_DATA FOR REVIEW_
- - - - - - -

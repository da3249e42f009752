//! v001 -- Initial schema creation.
//!
//! Creates the four core tables: `users`, `chats`, `messages` and
//! `notifications`.

use rusqlite::Connection;

/// SQL executed when upgrading from version 0 to version 1.
const UP_SQL: &str = r#"
-- ----------------------------------------------------------------
-- Users
-- ----------------------------------------------------------------
CREATE TABLE IF NOT EXISTS users (
    id            INTEGER PRIMARY KEY AUTOINCREMENT,
    user_name     TEXT NOT NULL,
    email         TEXT NOT NULL DEFAULT '',
    card_number   TEXT NOT NULL DEFAULT '',
    card_img_url  TEXT NOT NULL DEFAULT '',
    card_verified INTEGER NOT NULL DEFAULT 0,   -- 0 unverified, 1 verified, 2 rejected
    noti_num      INTEGER NOT NULL DEFAULT 0,
    socket_id     TEXT,                         -- live session uuid, NULL when offline
    device_token  TEXT NOT NULL DEFAULT '',
    created_at    TEXT NOT NULL,                -- RFC-3339
    updated_at    TEXT NOT NULL
);

CREATE INDEX IF NOT EXISTS idx_users_card ON users(card_number, card_verified);

-- ----------------------------------------------------------------
-- Chats
-- ----------------------------------------------------------------
CREATE TABLE IF NOT EXISTS chats (
    id            INTEGER PRIMARY KEY AUTOINCREMENT,
    holders       TEXT NOT NULL,                -- JSON ownership chain
    is_for_card   INTEGER NOT NULL DEFAULT 0,
    card_number   TEXT NOT NULL DEFAULT '',
    card_verified INTEGER NOT NULL DEFAULT 0,
    accept_status INTEGER NOT NULL DEFAULT 0,
    slots         TEXT NOT NULL,                -- JSON unread/online per active slot
    created_at    TEXT NOT NULL,
    updated_at    TEXT NOT NULL
);

CREATE INDEX IF NOT EXISTS idx_chats_card ON chats(is_for_card, card_number);

-- ----------------------------------------------------------------
-- Messages
-- ----------------------------------------------------------------
CREATE TABLE IF NOT EXISTS messages (
    id          INTEGER PRIMARY KEY AUTOINCREMENT,
    chat_id     INTEGER NOT NULL,
    sender_id   INTEGER NOT NULL,
    receiver_id INTEGER NOT NULL DEFAULT 0,     -- 0 while the card has no holder
    message     TEXT NOT NULL,
    created_at  TEXT NOT NULL,

    FOREIGN KEY (chat_id) REFERENCES chats(id) ON DELETE CASCADE
);

CREATE INDEX IF NOT EXISTS idx_messages_chat ON messages(chat_id, id DESC);

-- ----------------------------------------------------------------
-- Notifications
-- ----------------------------------------------------------------
CREATE TABLE IF NOT EXISTS notifications (
    id           INTEGER PRIMARY KEY AUTOINCREMENT,
    sender_id    INTEGER NOT NULL DEFAULT 0,    -- 0 = system / admin
    receiver_id  INTEGER NOT NULL,
    type         INTEGER NOT NULL,
    optional_val TEXT NOT NULL DEFAULT '',
    text         TEXT NOT NULL DEFAULT '',
    time         TEXT NOT NULL
);

CREATE INDEX IF NOT EXISTS idx_notifications_receiver ON notifications(receiver_id, id DESC);
"#;

/// Apply the initial migration.
pub fn up(conn: &Connection) -> Result<(), rusqlite::Error> {
    conn.execute_batch(UP_SQL)
}
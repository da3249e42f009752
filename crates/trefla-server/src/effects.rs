//! Side effects planned inside a state transition and executed after it
//! commits.
//!
//! The engine never talks to live sessions or the push gateway while it
//! writes.  It appends what should happen to an [`EffectList`]; the list runs
//! in insertion order once the transaction is durable.  Every failure here is
//! logged and swallowed.

use tracing::{debug, warn};
use uuid::Uuid;

use trefla_shared::protocol::RealtimeEvent;
use trefla_shared::types::UserId;

use crate::push::{PushMessage, PushSender};
use crate::sessions::SessionRegistry;

#[derive(Debug, Clone)]
pub enum Effect {
    /// Send an event to the user's live session, if any.
    Deliver {
        user_id: UserId,
        session: Option<Uuid>,
        event: RealtimeEvent,
    },
    /// Send a device push.
    Push {
        user_id: UserId,
        device_token: String,
        message: PushMessage,
    },
}

#[derive(Debug, Default)]
pub struct EffectList {
    effects: Vec<Effect>,
}

impl EffectList {
    pub fn new() -> Self {
        Self::default()
    }

    pub fn deliver(&mut self, user_id: UserId, session: Option<Uuid>, event: RealtimeEvent) {
        self.effects.push(Effect::Deliver {
            user_id,
            session,
            event,
        });
    }

    pub fn push(&mut self, user_id: UserId, device_token: &str, message: PushMessage) {
        self.effects.push(Effect::Push {
            user_id,
            device_token: device_token.to_string(),
            message,
        });
    }

    pub fn extend(&mut self, other: EffectList) {
        self.effects.extend(other.effects);
    }

    pub fn len(&self) -> usize {
        self.effects.len()
    }

    pub fn is_empty(&self) -> bool {
        self.effects.is_empty()
    }

    /// Execute every effect in order.  Returns how many were carried out.
    pub async fn run(self, sessions: &SessionRegistry, push: &dyn PushSender) -> usize {
        let mut done = 0;
        for effect in self.effects {
            match effect {
                Effect::Deliver {
                    user_id,
                    session,
                    event,
                } => {
                    let Some(session) = session else {
                        debug!(user = %user_id, event = event.name(), "User offline, event dropped");
                        continue;
                    };
                    if !sessions.is_connected(session).await {
                        debug!(
                            user = %user_id,
                            session = %session,
                            event = event.name(),
                            "Session gone, event dropped"
                        );
                        continue;
                    }
                    if sessions.emit_to_session(session, event).await {
                        done += 1;
                    }
                }
                Effect::Push {
                    user_id,
                    device_token,
                    message,
                } => {
                    if device_token.is_empty() {
                        debug!(user = %user_id, "No device token, push skipped");
                        continue;
                    }
                    match push.send(&device_token, &message).await {
                        Ok(()) => done += 1,
                        Err(e) => warn!(user = %user_id, error = %e, "Device push failed"),
                    }
                }
            }
        }
        done
    }
}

- - - - - - -

_TRY IT_
Output, exactly and with no other text, the line that contains "Err(e) => warn!(user" and all lines from there to the end of the records.

_ANSWER FOR THIS EXERCISE_
                        Err(e) => warn!(user = %user_id, error = %e, "Device push failed"),
                    }
                }
            }
        }
        done
    }
}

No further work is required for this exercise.